Moose are funnier than elk. Why? And by how much?

Moose look like marionettes on invisible strings. They walk funny compared to Elk. Elks, on the other hand, are just big sturdy looking deer. They don’t have that awkward movement and derpy faces which make moose so superior.

Your link doesn’t work, so I don’t know.

It’s more than just that, but you know what they say: Explaining humor is like dissecting a moose.

Bad link!

Trying again…

Moose vs Elk

“A-hem!”

Anyway, a Møøse once bit my sister. No really!

Moose are indeed funnier, but one can still talk about “Elk and their ilk”.

That wasn’t it. I just typed “moose vs elk” into Google and it automatically generated a chart comparing them that appeared above the search results on the Google page. I tried it with a few other things (like “butter vs margarine”), and it worked for them, too, though not for everything.

Ooh! I’m going to try “Marmite vs Vegemite” and see if it knows which one is superior!

ETA: Surprisingly, it didn’t do the comparison chart thingie with them. Oh well!
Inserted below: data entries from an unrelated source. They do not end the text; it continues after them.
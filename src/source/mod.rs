//! # Block Source Module
//!
//! Loads study blocks from a JSON export and narrows them to a single day.
//!
//! ## Data Format
//!
//! The file holds the array returned by the backend's `/study-blocks/`
//! endpoint:
//!
//! ```json
//! [
//!   {
//!     "id": 12,
//!     "start_time": "2024-05-01T09:00:00",
//!     "end_time": "2024-05-01T10:00:00",
//!     "is_countdown": true,
//!     "rating": 4.0,
//!     "study_category_id": 2
//!   },
//!   { "id": 13, "start_time": "2024-05-01T10:30:00Z", "end_time": null }
//! ]
//! ```
//!
//! Timestamps without an offset are read as UTC. A block with a `null` or
//! missing `end_time` is still running.

mod loader;
mod summary;

pub use loader::{blocks_for_day, load_blocks, parse_blocks};
pub use summary::{day_summary, DailyGoal, DaySummary};
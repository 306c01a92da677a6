//! # Overlap Grouping
//!
//! Greedy packing of study blocks into column bands.
//!
//! Blocks are visited in start order. Each block joins the first existing
//! group in which it overlaps no member; if it overlaps something in every
//! group, a new group is opened. This is first-fit interval colouring and runs
//! in O(n·g) for n blocks and g groups.

use super::block::StudyBlock;
use super::grid::{GridScale, GridSpan};
use chrono::{DateTime, TimeZone, Utc};
use serde::Serialize;

/// A set of mutually non-overlapping blocks sharing one column band.
#[derive(Debug, Clone, PartialEq, Serialize)]
pub struct Group {
    /// Union of the members' spans. Used for rendering bounds only.
    pub grid_row: GridSpan,
    pub blocks: Vec<StudyBlock>,
    /// Span of each member, parallel to `blocks`.
    #[serde(skip)]
    pub spans: Vec<GridSpan>,
}

/// Horizontal slot of one member inside its group, in percent of the band.
#[derive(Debug, Clone, Copy, PartialEq, Serialize)]
pub struct Placement {
    pub block_id: i64,
    pub span: GridSpan,
    pub left: f64,
    pub width: f64,
}

impl Group {
    fn new(block: StudyBlock, span: GridSpan) -> Self {
        Self {
            grid_row: span,
            blocks: vec![block],
            spans: vec![span],
        }
    }

    fn accepts(&self, span: &GridSpan) -> bool {
        !self.spans.iter().any(|existing| span.overlaps(existing))
    }

    fn push(&mut self, block: StudyBlock, span: GridSpan) {
        self.grid_row = self.grid_row.union(&span);
        self.blocks.push(block);
        self.spans.push(span);
    }

    pub fn len(&self) -> usize {
        self.blocks.len()
    }

    pub fn is_empty(&self) -> bool {
        self.blocks.is_empty()
    }

    /// Members paired with their spans, in placement order.
    pub fn members(&self) -> impl Iterator<Item = (&StudyBlock, GridSpan)> {
        self.blocks.iter().zip(self.spans.iter().copied())
    }

    /// Side-by-side slots: each member gets `100 / len` percent, offset by its index.
    pub fn placements(&self) -> Vec<Placement> {
        if self.blocks.is_empty() {
            return Vec::new();
        }
        let width = 100.0 / self.blocks.len() as f64;
        self.members()
            .enumerate()
            .map(|(index, (block, span))| Placement {
                block_id: block.id,
                span,
                left: index as f64 * width,
                width,
            })
            .collect()
    }
}

/// Vertical span of a block on the grid.
///
/// Ongoing blocks end at `now`. A block that runs past the local midnight of
/// its start day is clipped to the end of that day, and an end earlier than
/// the start collapses to an empty span at the start.
pub fn block_span<Tz: TimeZone>(
    block: &StudyBlock,
    now: DateTime<Utc>,
    tz: &Tz,
    scale: GridScale,
) -> GridSpan {
    let start = block.start_time.with_timezone(tz);
    let end_instant = block.effective_end(now).max(block.start_time);
    let end = end_instant.with_timezone(tz);

    let start_pos = scale.position(&start);
    let end_pos = if end.date_naive() > start.date_naive() {
        scale.day_end()
    } else {
        scale.position(&end)
    };

    GridSpan::new(start_pos, end_pos.max(start_pos))
}

/// Sort blocks by start time and pack them into non-overlapping groups.
///
/// Groups come back in creation order. Every input block lands in exactly one
/// group. An empty input yields no groups.
pub fn group_overlapping_blocks<Tz: TimeZone>(
    blocks: &[StudyBlock],
    now: DateTime<Utc>,
    tz: &Tz,
    scale: GridScale,
) -> Vec<Group> {
    let mut sorted: Vec<&StudyBlock> = blocks.iter().collect();
    // stable: equal starts keep input order
    sorted.sort_by_key(|block| block.start_time);

    let mut groups: Vec<Group> = Vec::new();
    for block in sorted {
        let span = block_span(block, now, tz, scale);
        match groups.iter_mut().find(|group| group.accepts(&span)) {
            Some(group) => group.push(block.clone(), span),
            None => groups.push(Group::new(block.clone(), span)),
        }
    }
    groups
}
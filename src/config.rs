//! Configuration management for the tiler.
//!
//! This module provides a configuration system that supports:
//! - Command-line arguments via clap
//! - Environment variables with `PMTILES_TILER_` prefix
//! - Defaults for all settings
//!
//! # Example
//!
//! ```ignore
//! use clap::Parser;
//! use pmtiles_tiler::config::Config;
//!
//! let config = Config::parse();
//! config.validate()?;
//! println!("Listening on {}", config.bind_address());
//! ```
//!
//! # Environment Variables
//!
//! - `PMTILES_TILER_HOST` - Server bind address (default: 0.0.0.0)
//! - `PMTILES_TILER_PORT` - Server port (default: 8080)
//! - `PMTILES_TILER_NAME` - Service name (default: pmtiles-tiler)
//! - `PMTILES_TILER_CORS_ORIGINS` - Allowed origins, comma separated (default: *)
//! - `PMTILES_TILER_CACHE_CONTROL` - Cache-Control header value (default: public, max-age=3600)
//! - `PMTILES_TILER_ROOT_PATH` - Path a reverse proxy serves the tiler under
//! - `PMTILES_TILER_MOUNT_PREFIX` - Path the tiler routes are nested under, e.g. /collections/{id}
//! - `PMTILES_TILER_STORE_OPTIONS` - Object store options, comma separated key=value pairs

use clap::Parser;

use crate::error::ConfigError;
use crate::server::PathTemplate;

// =============================================================================
// Default Values
// =============================================================================

/// Default server host.
pub const DEFAULT_HOST: &str = "0.0.0.0";

/// Default server port.
pub const DEFAULT_PORT: u16 = 8080;

/// Default service name.
pub const DEFAULT_NAME: &str = "pmtiles-tiler";

/// Default allowed CORS origins (any).
pub const DEFAULT_CORS_ORIGINS: &str = "*";

/// Default Cache-Control header value (1 hour).
pub const DEFAULT_CACHE_CONTROL: &str = "public, max-age=3600";

// =============================================================================
// CLI Arguments
// =============================================================================

/// pmtiles-tiler - Serve tiles, TileJSON and MapLibre styles from PMTiles archives.
///
/// Archives are named per request with the `url` query parameter and may
/// live on the local filesystem or in object storage (s3://, gs://, az://, https://).
#[derive(Parser, Debug, Clone)]
#[command(name = "pmtiles-tiler")]
#[command(author, version, about, long_about = None)]
pub struct Config {
    // =========================================================================
    // Server Configuration
    // =========================================================================
    /// Host address to bind the server to.
    #[arg(long, default_value = DEFAULT_HOST, env = "PMTILES_TILER_HOST")]
    pub host: String,

    /// Port to listen on.
    #[arg(short, long, default_value_t = DEFAULT_PORT, env = "PMTILES_TILER_PORT")]
    pub port: u16,

    /// Service name reported at startup.
    #[arg(long, default_value = DEFAULT_NAME, env = "PMTILES_TILER_NAME")]
    pub name: String,

    // =========================================================================
    // Routing Configuration
    // =========================================================================
    /// Path a reverse proxy exposes the service under (e.g. /api).
    ///
    /// Prepended to every generated link.
    #[arg(long, default_value = "", env = "PMTILES_TILER_ROOT_PATH")]
    pub root_path: String,

    /// Path the tiler endpoints are nested under.
    ///
    /// May contain `{param}` placeholders, bound from the request path when
    /// links are generated.
    #[arg(long, default_value = "", env = "PMTILES_TILER_MOUNT_PREFIX")]
    pub mount_prefix: String,

    // =========================================================================
    // HTTP Configuration
    // =========================================================================
    /// Allowed CORS origins (comma-separated, `*` allows any origin).
    #[arg(
        long,
        default_value = DEFAULT_CORS_ORIGINS,
        env = "PMTILES_TILER_CORS_ORIGINS",
        value_delimiter = ','
    )]
    pub cors_origins: Vec<String>,

    /// Cache-Control header applied to tiler responses.
    #[arg(long, default_value = DEFAULT_CACHE_CONTROL, env = "PMTILES_TILER_CACHE_CONTROL")]
    pub cache_control: String,

    // =========================================================================
    // Storage Configuration
    // =========================================================================
    /// Object store option as key=value (repeatable), e.g. aws_region=eu-west-1.
    #[arg(
        long = "store-option",
        env = "PMTILES_TILER_STORE_OPTIONS",
        value_delimiter = ','
    )]
    pub store_options: Vec<String>,

    // =========================================================================
    // Logging Configuration
    // =========================================================================
    /// Enable verbose logging (debug level).
    #[arg(short, long, default_value_t = false)]
    pub verbose: bool,

    /// Disable request tracing.
    #[arg(long, default_value_t = false)]
    pub no_tracing: bool,
}

impl Config {
    /// Validate the configuration.
    pub fn validate(&self) -> Result<(), ConfigError> {
        if !self.root_path.is_empty() && !self.root_path.starts_with('/') {
            return Err(ConfigError::InvalidValue {
                field: "root_path",
                reason: format!("'{}' must start with '/'", self.root_path),
            });
        }

        if !self.mount_prefix.is_empty() {
            if !self.mount_prefix.starts_with('/') {
                return Err(ConfigError::InvalidValue {
                    field: "mount_prefix",
                    reason: format!("'{}' must start with '/'", self.mount_prefix),
                });
            }
            PathTemplate::parse(&self.mount_prefix)?;
        }

        if self.cache_control.trim().is_empty() {
            return Err(ConfigError::InvalidValue {
                field: "cache_control",
                reason: "must not be empty".to_string(),
            });
        }

        self.parse_store_options()?;

        Ok(())
    }

    /// Get the server bind address as "host:port".
    pub fn bind_address(&self) -> String {
        format!("{}:{}", self.host, self.port)
    }

    /// Allowed CORS origins, `None` when any origin is allowed.
    pub fn cors_origins(&self) -> Option<Vec<String>> {
        if self.cors_origins.iter().any(|o| o.trim() == "*") {
            return None;
        }
        Some(
            self.cors_origins
                .iter()
                .map(|o| o.trim().to_string())
                .filter(|o| !o.is_empty())
                .collect(),
        )
    }

    /// Mount prefix, `None` when the tiler is served at the root.
    pub fn mount_prefix(&self) -> Option<&str> {
        Some(self.mount_prefix.as_str()).filter(|p| !p.is_empty() && *p != "/")
    }

    /// Split the `key=value` store options.
    pub fn parse_store_options(&self) -> Result<Vec<(String, String)>, ConfigError> {
        self.store_options
            .iter()
            .map(|option| match option.split_once('=') {
                Some((key, value)) if !key.trim().is_empty() => {
                    Ok((key.trim().to_string(), value.trim().to_string()))
                }
                _ => Err(ConfigError::InvalidValue {
                    field: "store_options",
                    reason: format!("'{}' is not a key=value pair", option),
                }),
            })
            .collect()
    }
}

// =============================================================================
// Tests
// =============================================================================
//! TileJSON 3.0.0 documents.

use serde::Serialize;

use crate::archive::{ArchiveInfo, Bounds, Center};
use crate::error::ArchiveError;

use super::{metadata_str, vector_layers, VectorLayer};

/// TileJSON format version emitted by this server.
pub const TILEJSON_VERSION: &str = "3.0.0";

const DEFAULT_NAME: &str = "pmtiles";
const DEFAULT_VERSION: &str = "1.0.0";

/// Tile addressing scheme. Only XYZ is served.
#[derive(Debug, Clone, Copy, PartialEq, Eq, Serialize)]
#[serde(rename_all = "lowercase")]
pub enum Scheme {
    Xyz,
}

/// A TileJSON document.
///
/// `center` is always populated: [`build_tilejson`] derives it from the
/// bounds when the archive does not record one.
#[derive(Debug, Clone, PartialEq, Serialize)]
pub struct TileJson {
    pub tilejson: &'static str,
    pub name: String,
    #[serde(skip_serializing_if = "Option::is_none")]
    pub description: Option<String>,
    pub version: String,
    #[serde(skip_serializing_if = "Option::is_none")]
    pub attribution: Option<String>,
    pub scheme: Scheme,
    pub tiles: Vec<String>,
    #[serde(skip_serializing_if = "Option::is_none")]
    pub vector_layers: Option<Vec<VectorLayer>>,
    pub minzoom: u8,
    pub maxzoom: u8,
    pub bounds: Bounds,
    pub center: Center,
}

/// Build the TileJSON for an archive.
///
/// # Arguments
///
/// * `metadata` - The archive's metadata document
/// * `info` - Header-level archive facts (zoom range, bounds, center)
/// * `tile_url` - Absolute tile URL template with literal `{z}/{x}/{y}` tokens
///
/// `vector_layers` is only set when the metadata lists at least one layer.
pub fn build_tilejson(
    metadata: &serde_json::Value,
    info: &ArchiveInfo,
    tile_url: String,
) -> Result<TileJson, ArchiveError> {
    let layers = vector_layers(metadata)?;

    Ok(TileJson {
        tilejson: TILEJSON_VERSION,
        name: metadata_str(metadata, "name").unwrap_or_else(|| DEFAULT_NAME.to_string()),
        description: metadata_str(metadata, "description"),
        version: DEFAULT_VERSION.to_string(),
        attribution: metadata_str(metadata, "attribution"),
        scheme: Scheme::Xyz,
        tiles: vec![tile_url],
        vector_layers: (!layers.is_empty()).then_some(layers),
        minzoom: info.minzoom,
        maxzoom: info.maxzoom,
        bounds: info.bounds_or_default(),
        center: info.center_or_derived(),
    })
}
Moose and elk are both animals, so it can compare them. With Marmite and Vegemite, it isn’t sure if both, one, or neither are animal, vegetable, or mineral, so it opts to not compare them at all.

A moose runs around on the floor and eats cheese and is chased by the cats. The elks, on the other hand, live up in the hills, and in the spring they come down for their annual convention. It is very interesting to watch them come to the waterhole. And you should see them run when they find it is only a waterhole. What they’re looking for is an elk-a-hole.

More fodder for discussion: Elk may be good to eat, but chocolate mousse is better. There aren’t any elk books for children that come close to Thudwick the Big Hearted Moose. Plus moose rhymes with papoose and caboose and loose and goose - opening up all sorts of poetic opportunities. While elk just rhymes with milk and even then the spelling is all wrong.

Ogden Nash begs to differ:

You know, a specialty seafood restaurant might consider serving Elk ‘n’ Whelk.

According to humor writers, elk should be funnier, with that explosive “k”.

But it isn’t.

My man! I’ve loved that line for over 40 years.

God Damn it! Beat me by nine minutes.

I think it’s the nose.

An elk may kick or gore you, but at least it won’t drop hundreds of ping pong balls on your head.

We’re not sure either. Some are of the opinion that Marmite and Vegemite aren’t vegetable, animal, or mineral.

Could it be because elk don’t mate with statues?

Elk also don’t get stuck in swing sets.

Damn, they’re in Utah already! Better hide.

Definitely the ping pong balls. Plus, say the word “moose” ten times, fast. It’s a funny word. Even without a k. It’s goofy and funny. Plus Bullwinkle. Was that the first show to break down the fourth wall?

And now, here’s something we hope you’ll really like.

May I please point out one vital difference?

Neither an elk, nor anything of its ilk, is easily applied after a shampoo.